**TASK OBJECTIVE:**
Every line that includes the word "Status" needs to be copied from the listing.

··········

use sea_orm_migration::prelude::*;

#[derive(DeriveIden)]
enum Admins {
    Table,
    Id,
    Email,
    Name,
    PasswordHash,
    Role,
    IsActive,
    LastLoginAt,
    CreatedAt,
    UpdatedAt,
}

/// 입점 판매자
#[derive(DeriveIden)]
enum Sellers {
    Table,
    Id,
    BusinessName,
    RepresentativeName,
    BusinessNumber,
    Email,
    Phone,
    Status,
    CommissionRateBp,
    BankName,
    BankAccount,
    AccountHolder,
    CreatedAt,
    UpdatedAt,
}

#[derive(DeriveIden)]
enum Users {
    Table,
    Id,
    Email,
    Name,
    Phone,
    Status,
    MarketingAgreed,
    CreatedAt,
    UpdatedAt,
}

#[derive(DeriveIden)]
enum Addresses {
    Table,
    Id,
    UserId,
    Recipient,
    Phone,
    ZipCode,
    Address1,
    Address2,
    IsDefault,
    CreatedAt,
    UpdatedAt,
}

#[derive(DeriveMigrationName)]
pub struct Migration;

#[async_trait::async_trait]
impl MigrationTrait for Migration {
    async fn up(&self, manager: &SchemaManager) -> Result<(), DbErr> {
        manager
            .create_table(
                Table::create()
                    .table(Admins::Table)
                    .if_not_exists()
                    .col(
                        ColumnDef::new(Admins::Id)
                            .big_integer()
                            .not_null()
                            .auto_increment()
                            .primary_key(),
                    )
                    .col(ColumnDef::new(Admins::Email).string_len(255).not_null().unique_key())
                    .col(ColumnDef::new(Admins::Name).string_len(100).not_null())
                    .col(ColumnDef::new(Admins::PasswordHash).string_len(255).not_null())
                    .col(
                        ColumnDef::new(Admins::Role)
                            .string_len(32)
                            .not_null()
                            .default("admin"),
                    )
                    .col(
                        ColumnDef::new(Admins::IsActive)
                            .boolean()
                            .not_null()
                            .default(true),
                    )
                    .col(ColumnDef::new(Admins::LastLoginAt).timestamp_with_time_zone().null())
                    .col(
                        ColumnDef::new(Admins::CreatedAt)
                            .timestamp_with_time_zone()
                            .not_null()
                            .default(Expr::cust("NOW()")),
                    )
                    .col(
                        ColumnDef::new(Admins::UpdatedAt)
                            .timestamp_with_time_zone()
                            .not_null()
                            .default(Expr::cust("NOW()")),
                    )
                    .to_owned(),
            )
            .await?;

        manager
            .create_table(
                Table::create()
                    .table(Sellers::Table)
                    .if_not_exists()
                    .col(
                        ColumnDef::new(Sellers::Id)
                            .big_integer()
                            .not_null()
                            .auto_increment()
                            .primary_key(),
                    )
                    .col(ColumnDef::new(Sellers::BusinessName).string_len(200).not_null())
                    .col(
                        ColumnDef::new(Sellers::RepresentativeName)
                            .string_len(100)
                            .not_null(),
                    )
                    .col(
                        ColumnDef::new(Sellers::BusinessNumber)
                            .string_len(20)
                            .not_null()
                            .unique_key(),
                    )
                    .col(ColumnDef::new(Sellers::Email).string_len(255).not_null())
                    .col(ColumnDef::new(Sellers::Phone).string_len(30).not_null())
                    .col(
                        ColumnDef::new(Sellers::Status)
                            .string_len(32)
                            .not_null()
                            .default("pending"),
                    )
                    // NULL = 기본 수수료율 적용
                    .col(ColumnDef::new(Sellers::CommissionRateBp).integer().null())
                    .col(ColumnDef::new(Sellers::BankName).string_len(50).null())
                    .col(ColumnDef::new(Sellers::BankAccount).string_len(50).null())
                    .col(ColumnDef::new(Sellers::AccountHolder).string_len(100).null())
                    .col(
                        ColumnDef::new(Sellers::CreatedAt)
                            .timestamp_with_time_zone()
                            .not_null()
                            .default(Expr::cust("NOW()")),
                    )
                    .col(
                        ColumnDef::new(Sellers::UpdatedAt)
                            .timestamp_with_time_zone()
                            .not_null()
                            .default(Expr::cust("NOW()")),
                    )
                    .to_owned(),
            )
            .await?;

        manager
            .create_table(
                Table::create()
                    .table(Users::Table)
                    .if_not_exists()
                    .col(
                        ColumnDef::new(Users::Id)
                            .big_integer()
                            .not_null()
                            .auto_increment()
                            .primary_key(),
                    )
                    .col(ColumnDef::new(Users::Email).string_len(255).not_null().unique_key())
                    .col(ColumnDef::new(Users::Name).string_len(100).not_null())
                    .col(ColumnDef::new(Users::Phone).string_len(30).null())
                    .col(
                        ColumnDef::new(Users::Status)
                            .string_len(32)
                            .not_null()
                            .default("active"),
                    )
                    .col(
                        ColumnDef::new(Users::MarketingAgreed)
                            .boolean()
                            .not_null()
                            .default(false),
                    )
                    .col(
                        ColumnDef::new(Users::CreatedAt)
                            .timestamp_with_time_zone()
                            .not_null()
                            .default(Expr::cust("NOW()")),
                    )
                    .col(
                        ColumnDef::new(Users::UpdatedAt)
                            .timestamp_with_time_zone()
                            .not_null()
                            .default(Expr::cust("NOW()")),
                    )
                    .to_owned(),
            )
            .await?;

        manager
            .create_table(
                Table::create()
                    .table(Addresses::Table)
                    .if_not_exists()
                    .col(
                        ColumnDef::new(Addresses::Id)
                            .big_integer()
                            .not_null()
                            .auto_increment()
                            .primary_key(),
                    )
                    .col(ColumnDef::new(Addresses::UserId).big_integer().not_null())
                    .col(ColumnDef::new(Addresses::Recipient).string_len(100).not_null())
                    .col(ColumnDef::new(Addresses::Phone).string_len(30).not_null())
                    .col(ColumnDef::new(Addresses::ZipCode).string_len(10).not_null())
                    .col(ColumnDef::new(Addresses::Address1).string_len(255).not_null())
                    .col(ColumnDef::new(Addresses::Address2).string_len(255).null())
                    .col(
                        ColumnDef::new(Addresses::IsDefault)
                            .boolean()
                            .not_null()
                            .default(false),
                    )
                    .col(
                        ColumnDef::new(Addresses::CreatedAt)
                            .timestamp_with_time_zone()
                            .not_null()
                            .default(Expr::cust("NOW()")),
                    )
                    .col(
                        ColumnDef::new(Addresses::UpdatedAt)
                            .timestamp_with_time_zone()
                            .not_null()
                            .default(Expr::cust("NOW()")),
                    )
                    .foreign_key(
                        ForeignKey::create()
                            .name("fk_addresses_user")
                            .from(Addresses::Table, Addresses::UserId)
                            .to(Users::Table, Users::Id)
                            .on_delete(ForeignKeyAction::Cascade),
                    )
                    .to_owned(),
            )
            .await?;

        manager
            .create_index(
                Index::create()
                    .if_not_exists()
                    .name("idx_addresses_user")
                    .table(Addresses::Table)
                    .col(Addresses::UserId)
                    .to_owned(),
            )
            .await?;

        Ok(())
    }

    async fn down(&self, manager: &SchemaManager) -> Result<(), DbErr> {
        manager
            .drop_table(Table::drop().if_exists().table(Addresses::Table).to_owned())
            .await?;
        manager
            .drop_table(Table::drop().if_exists().table(Users::Table).to_owned())
            .await?;
        manager
            .drop_table(Table::drop().if_exists().table(Sellers::Table).to_owned())
            .await?;
        manager
            .drop_table(Table::drop().if_exists().table(Admins::Table).to_owned())
            .await?;
        Ok(())
    }
}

··········

**EXERCISE RESPONSE:**
    Status,
    Status,
                        ColumnDef::new(Sellers::Status)
                        ColumnDef::new(Users::Status)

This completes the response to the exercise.